PLAY IT AGAIN, SAM (1972) is the screen adaptation of Woody Allen’s stage play that marked his first onscreen pairing with Diane Keaton; Keaton play the neurotic wife of Tony Roberts, while Allen is their single friend, a neurotic movie geek who keeps getting romantic advice from the spirit of Humphrey Bogart (Jerry Lacy). Allen’s first film to be straight narrative rather than sketches (I should really have watched this before Sleeper) and foreshadows a lot of the romantic shticks of Manhattan and Annie Hall. While it follows a familiar romantic arc, I notice that Allen doesn’t actually get the girl (Keaton decides to go back to her husband before Allen’s big renunciation speech). Funny, except for some not-funny-at-all rape jokes in one scene. “I’m going to fill this apartment with women—swingers, nymphomaniacs, dental hygienists!”

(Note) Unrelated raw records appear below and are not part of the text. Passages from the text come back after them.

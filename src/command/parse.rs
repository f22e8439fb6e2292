//! Command line classification and argument parsing

use std::fmt;

use super::error::CommandError;
use crate::task::{Task, TaskKind};

/// The command words the interpreter understands
#[derive(Debug, Clone, Copy, PartialEq, Eq, Hash)]
pub enum CommandKind {
    Exit,
    Find,
    List,
    Delete,
    Mark,
    Unmark,
    Todo,
    Deadline,
    Event,
}

impl CommandKind {
    pub const ALL: [CommandKind; 9] = [
        Self::Exit,
        Self::Find,
        Self::List,
        Self::Delete,
        Self::Mark,
        Self::Unmark,
        Self::Todo,
        Self::Deadline,
        Self::Event,
    ];

    /// Classify a command word. Matching is exact; `deadlines` or `de` are not commands.
    pub fn from_word(word: &str) -> Option<Self> {
        Self::ALL.into_iter().find(|kind| kind.word() == word)
    }

    pub fn word(&self) -> &'static str {
        match self {
            Self::Exit => "bye",
            Self::Find => "find",
            Self::List => "list",
            Self::Delete => "delete",
            Self::Mark => "mark",
            Self::Unmark => "unmark",
            Self::Todo => "todo",
            Self::Deadline => "deadline",
            Self::Event => "event",
        }
    }

    pub fn usage(&self) -> &'static str {
        match self {
            Self::Exit => "bye",
            Self::Find => "find <keyword>",
            Self::List => "list",
            Self::Delete => "delete <task number>",
            Self::Mark => "mark <task number>",
            Self::Unmark => "unmark <task number>",
            Self::Todo => "todo <description>",
            Self::Deadline => "deadline <description> /by <time>",
            Self::Event => "event <description> /from <time> /to <time>",
        }
    }

    pub fn example(&self) -> &'static str {
        match self {
            Self::Exit => "bye",
            Self::Find => "find book",
            Self::List => "list",
            Self::Delete => "delete 3",
            Self::Mark => "mark 2",
            Self::Unmark => "unmark 2",
            Self::Todo => "todo read book",
            Self::Deadline => "deadline return book /by 2/12/2024 18:00",
            Self::Event => "event project meeting /from 2024-12-02 14:00 /to 2024-12-02 16:00",
        }
    }
}

impl fmt::Display for CommandKind {
    fn fmt(&self, f: &mut fmt::Formatter<'_>) -> fmt::Result {
        f.write_str(self.word())
    }
}

/// A 1-based task number as typed by the user, not yet checked against the list
#[derive(Debug, Clone, Copy, PartialEq, Eq)]
pub struct TaskNumber(pub i64);

impl TaskNumber {
    /// Take the first whitespace-separated token of `args` as the task number
    pub fn parse(kind: CommandKind, args: &str) -> Result<Self, CommandError> {
        let token = args
            .split_whitespace()
            .next()
            .ok_or(CommandError::EmptyArgument(kind))?;
        token
            .parse::<i64>()
            .map(Self)
            .map_err(|_| CommandError::NotANumber(token.to_string()))
    }

    /// Convert to a 0-based index valid for a list of `len` tasks
    pub fn resolve(self, len: usize) -> Result<usize, CommandError> {
        let out_of_range = CommandError::IndexOutOfRange {
            number: self.0,
            len,
        };
        self.0
            .checked_sub(1)
            .and_then(|index| usize::try_from(index).ok())
            .filter(|index| *index < len)
            .ok_or(out_of_range)
    }
}

/// A fully validated command, ready to run against a task list
#[derive(Debug, Clone, PartialEq, Eq)]
pub enum Command {
    Exit,
    Find { keyword: String },
    List,
    Delete(TaskNumber),
    Mark(TaskNumber),
    Unmark(TaskNumber),
    Add(Task),
}

impl Command {
    pub fn kind(&self) -> CommandKind {
        match self {
            Self::Exit => CommandKind::Exit,
            Self::Find { .. } => CommandKind::Find,
            Self::List => CommandKind::List,
            Self::Delete(_) => CommandKind::Delete,
            Self::Mark(_) => CommandKind::Mark,
            Self::Unmark(_) => CommandKind::Unmark,
            Self::Add(task) => match task.kind() {
                TaskKind::Todo => CommandKind::Todo,
                TaskKind::Deadline { .. } => CommandKind::Deadline,
                TaskKind::Event { .. } => CommandKind::Event,
            },
        }
    }
}

/// Split trimmed input into the command word and the (trimmed) rest
pub fn split_command_word(input: &str) -> (&str, &str) {
    let input = input.trim();
    match input.split_once(char::is_whitespace) {
        Some((word, rest)) => (word, rest.trim()),
        None => (input, ""),
    }
}

/// Parse one line of user input
pub fn parse_command(input: &str) -> Result<Command, CommandError> {
    let input = input.trim();
    if input.is_empty() {
        return Err(CommandError::EmptyInput);
    }

    let (word, args) = split_command_word(input);
    let kind = CommandKind::from_word(word)
        .ok_or_else(|| CommandError::UnknownCommand(input.to_string()))?;

    match kind {
        CommandKind::Exit | CommandKind::List if !args.is_empty() => {
            Err(CommandError::UnknownCommand(input.to_string()))
        }
        // One record per line in the data file
        _ if args.contains(['\n', '\r']) => Err(CommandError::MalformedCommand(kind)),
        CommandKind::Exit => Ok(Command::Exit),
        CommandKind::List => Ok(Command::List),
        CommandKind::Find => {
            if args.is_empty() {
                return Err(CommandError::EmptyArgument(kind));
            }
            Ok(Command::Find {
                keyword: args.to_string(),
            })
        }
        CommandKind::Delete => TaskNumber::parse(kind, args).map(Command::Delete),
        CommandKind::Mark => TaskNumber::parse(kind, args).map(Command::Mark),
        CommandKind::Unmark => TaskNumber::parse(kind, args).map(Command::Unmark),
        CommandKind::Todo => {
            if args.is_empty() {
                return Err(CommandError::EmptyArgument(kind));
            }
            Ok(Command::Add(Task::todo(args)))
        }
        CommandKind::Deadline => parse_deadline(args),
        CommandKind::Event => parse_event(args),
    }
}

fn parse_deadline(args: &str) -> Result<Command, CommandError> {
    let malformed = || CommandError::MalformedCommand(CommandKind::Deadline);

    let (description, by) = split_at_flag(args, "/by").ok_or_else(malformed)?;
    if description.is_empty() || by.is_empty() {
        return Err(malformed());
    }

    Ok(Command::Add(Task::deadline(description, by)?))
}

fn parse_event(args: &str) -> Result<Command, CommandError> {
    let malformed = || CommandError::MalformedCommand(CommandKind::Event);

    let (description, times) = split_at_flag(args, "/from").ok_or_else(malformed)?;
    let (from, to) = split_at_flag(times, "/to").ok_or_else(malformed)?;
    if description.is_empty() || from.is_empty() || to.is_empty() {
        return Err(malformed());
    }

    Ok(Command::Add(Task::event(description, from, to)?))
}

/// Split `text` around the first occurrence of `flag` standing as its own
/// whitespace-delimited word. Both halves are trimmed.
fn split_at_flag<'a>(text: &'a str, flag: &str) -> Option<(&'a str, &'a str)> {
    text.match_indices(flag).find_map(|(start, _)| {
        let end = start + flag.len();
        let before_ok = text[..start]
            .chars()
            .next_back()
            .is_none_or(char::is_whitespace);
        let after_ok = text[end..].chars().next().is_none_or(char::is_whitespace);
        (before_ok && after_ok).then(|| (text[..start].trim(), text[end..].trim()))
    })
}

For a double bill, I opted for SEVEN YEAR ITCH (1955) wherein equally nebbishy Tom Ewell contemplates whether his wife’s summer absence is a good time to hit on upstairs neighbor Marilyn Monroe, while simultaneously editing paperback books, trying to quit smoking, attending psychoanalysis (“Until you can commit a simple act of terror successfully, do not attempt murder.”) and engaging in his own movie-based fantasy sequences (I don’t recognize all the parodies, but they still work). Showing its age in bits like the horrible food in vegetarian restaurants, but I’m always impressed Ewell and director Billy Wilder make this entertaining when there’s an undeniable sleaziness to the story. “Without clothes, there’d be no sickness and no war!”
FAKER by Mike Carey and Jock, is a TPB collection about six college students who wake up with no memory of that wild party they had last night——and then discover that as far as everyone else on campus is concerned, their bosom buddy and loyal confidante Nick doesn’t seem to exist. Starts well, but the ending is too stock a government conspiracy to work for me.
GOD SAVE THE QUEEN by Carey and John Bolton has a North London girl discovering she’s half-sidhe, which leads to her becoming embroiled in the battle between Titania and the dark usurper Mab for control of the faerie world. Good, but not anything I haven’t seen before——sidhe in modern society has become a familiar fantasy trope and this isn’t that fresh (though the protagonist’s mother/daughter relationship was very well done).
STOPPING FOR A SPELL is a Diana Wynne Jones collection aimed at slightly younger readers—the first story, “Chair Person” is a very E.Nesbitish piece about an ugly armchair transformed into an even more repellent houseugest; “The Four Grannies” is a so-so piece about two stepsiblings coping with the title relatives; and “Who Got Rid of Angus Flint?” is a Man Who Came to Dinner riff that doesn’t quite work for me (unlike the overbearing auntie of Chair Person, it’s hard to see why Flint wasn’t booted out the first night).